Is Blogging Worthless for Attracting Clients?

The Client Letter
August 15, 2011
Sedona Arizona

RE: Is blogging worthless for attracting clients?

Last week I wrote about the importance of creating a lead generation system for your business.

Imagine having 100 leads competing for one spot on your calendar?

When that’s the case, you do business on your terms period.

So have you done it yet? Have you invested real thought and real action into building your own lead generation system? Just a friendly reminder that it’s not going to build itself.

Today, let’s talk about one of the most common tools independent professionals use to start attracting leads: a website and/or blog.

I think these days you probably wouldn’t want to go without a website. There are too many valuable ways to use it to increase your marketing results. So I’d recommend you get one if you don’t have one. That’s pretty much common sense.

But a blog (where you regularly post new articles), on the other hand… Well, just look around at most of the websites of freelancers, consultants and professional service providers.

Everyone is blogging. And that’s the problem.

All you need for blogging is a computer and an internet connection. You don’t even need something important or interesting to say.

With the bar of entry this low, starting a blog to generate clients means you’re competing with a lot of noise.

Everyone has a blog. And for the most part, they’re spending time writing things that no one is reading.

Ready to take control of your clients and do business on your terms? It’s not hard. It just requires a few simple changes to your thoughts and actions. Learn more…

I’m not saying don’t have one (more on that in a moment), but I am saying, don’t kid yourself into thinking that’s going to get the clients knocking your door down.

And as Earl Nightengale said:

The Majority is Always Wrong

In my opinion, a blog is pretty worthless for client generation.

That’s because, unless you already have a large readership, no one even knows it’s there.

I can’t think of one paying client I’ve ever worked with that was generated from something I wrote on my blog.

The biggest problem I have with blogs is that posting on them makes you feel like you’re doing something when you’ve actually done nothing to increase your chances of generating a client.

So you get done writing a post and think that’s good enough for your marketing efforts.

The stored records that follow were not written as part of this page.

//! Short-link minting client, consumed best-effort.
//!
//! Each mint call is independent; a failure falls back to the long URL for
//! that one link while the run continues. A digest with a few long URLs is
//! strictly better than no digest.

use anyhow::{anyhow, Context, Result};
use async_trait::async_trait;
use futures::stream::{self, StreamExt};
use reqwest::{Client, Url};
use serde::Deserialize;
use serde_json::json;
use std::collections::HashMap;
use std::fmt;
use tracing::warn;

use crate::model::Listing;

#[async_trait]
pub trait ShortLinker: Send + Sync {
    /// Mint (or reuse) a tracked short URL for `original_url`.
    async fn mint(&self, original_url: &str, listing_id: Option<i64>) -> Result<String>;
}

#[derive(Clone)]
pub struct ShortLinkClient {
    http: Client,
    api_url: Url,
    public_base: String,
    source_tag: String,
}

impl fmt::Debug for ShortLinkClient {
    fn fmt(&self, f: &mut fmt::Formatter<'_>) -> fmt::Result {
        f.debug_struct("ShortLinkClient")
            .field("api_url", &self.api_url)
            .finish_non_exhaustive()
    }
}

impl ShortLinkClient {
    pub fn new(api_url: &str, source_tag: &str) -> Result<Self> {
        let api_url = Url::parse(api_url).context("invalid shortlink.api_url")?;
        let public_base = format!(
            "{}://{}",
            api_url.scheme(),
            api_url.host_str().unwrap_or_default()
        );
        let http = Client::builder()
            .user_agent("rental-digest/0.1")
            .build()
            .context("failed to build http client")?;
        Ok(Self {
            http,
            api_url,
            public_base,
            source_tag: source_tag.to_string(),
        })
    }
}

#[derive(Deserialize)]
struct MintResponse {
    short_code: String,
}

#[async_trait]
impl ShortLinker for ShortLinkClient {
    async fn mint(&self, original_url: &str, listing_id: Option<i64>) -> Result<String> {
        let body = json!({
            "original_url": original_url,
            "source": self.source_tag,
            "listing_id": listing_id,
        });
        let res = self
            .http
            .post(self.api_url.clone())
            .json(&body)
            .send()
            .await
            .context("failed to reach shortlink service")?;
        if !res.status().is_success() {
            let status = res.status();
            let text = res.text().await.unwrap_or_default();
            return Err(anyhow!("shortlink error {}: {}", status, text));
        }
        let payload: MintResponse = res
            .json()
            .await
            .context("invalid shortlink response JSON")?;
        Ok(format!("{}/{}", self.public_base, payload.short_code))
    }
}

/// Long-form URL for a listing, used when minting is unavailable or fails.
pub fn long_listing_url(site_base: &str, listing_id: i64) -> String {
    format!("{}/listing/{}", site_base.trim_end_matches('/'), listing_id)
}

/// Mint short links for all listings in a run with bounded parallelism.
/// Returns a listing-id -> URL map; failed mints map to the long URL.
pub async fn mint_listing_links(
    linker: Option<&dyn ShortLinker>,
    site_base: &str,
    listings: &[&Listing],
    concurrency: usize,
) -> HashMap<i64, String> {
    let targets: Vec<(i64, String)> = listings
        .iter()
        .map(|l| (l.id, long_listing_url(site_base, l.id)))
        .collect();
    let Some(linker) = linker else {
        return targets.into_iter().collect();
    };

    stream::iter(targets)
        .map(|(id, long_url)| async move {
            match linker.mint(&long_url, Some(id)).await {
                Ok(short) => (id, short),
                Err(err) => {
                    warn!(?err, listing_id = id, "shortlink mint failed; using long URL");
                    (id, long_url)
                }
            }
        })
        .buffer_unordered(concurrency.max(1))
        .collect()
        .await
}

/// Resolve the CTA link for a collection preset: pre-minted short URL if
/// present, otherwise a fresh mint, otherwise the preset's long search URL.
pub async fn collection_link(
    linker: Option<&dyn ShortLinker>,
    short_url: Option<&str>,
    search_url: &str,
) -> String {
    if let Some(short) = short_url {
        return short.to_string();
    }
    if let Some(linker) = linker {
        match linker.mint(search_url, None).await {
            Ok(short) => return short,
            Err(err) => {
                warn!(?err, search_url, "shortlink mint failed for collection; using long URL");
            }
        }
    }
    search_url.to_string()
}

A blog is not marketing all by itself.

Marketing is getting your offer into someone’s hands so they actually look at it.

So here’s a question… if I think blogs are relatively worthless for generating clients, then why do I have one?

Simple.

My blog does have value of course. But it’s not what you might think.

My website and blog don’t attract clients, they simply fill in the holes and build credibility after the initial attraction happens.

That’s why I don’t do PPC. That’s why I don’t mess much with SEO.

And that’s why (after something like 200 articles), I don’t really post there much.

Because it’s simply not effective to go about your business in the same way everyone else does.

Who wants to read another blog post?

Posting on a blog and sitting there waiting for the phone to ring is not an effective business building endeavor, in my experience.

Compiling a list of targeted names and sending them something is much better.

How much better could your business be if you stopped blogging and started marketing?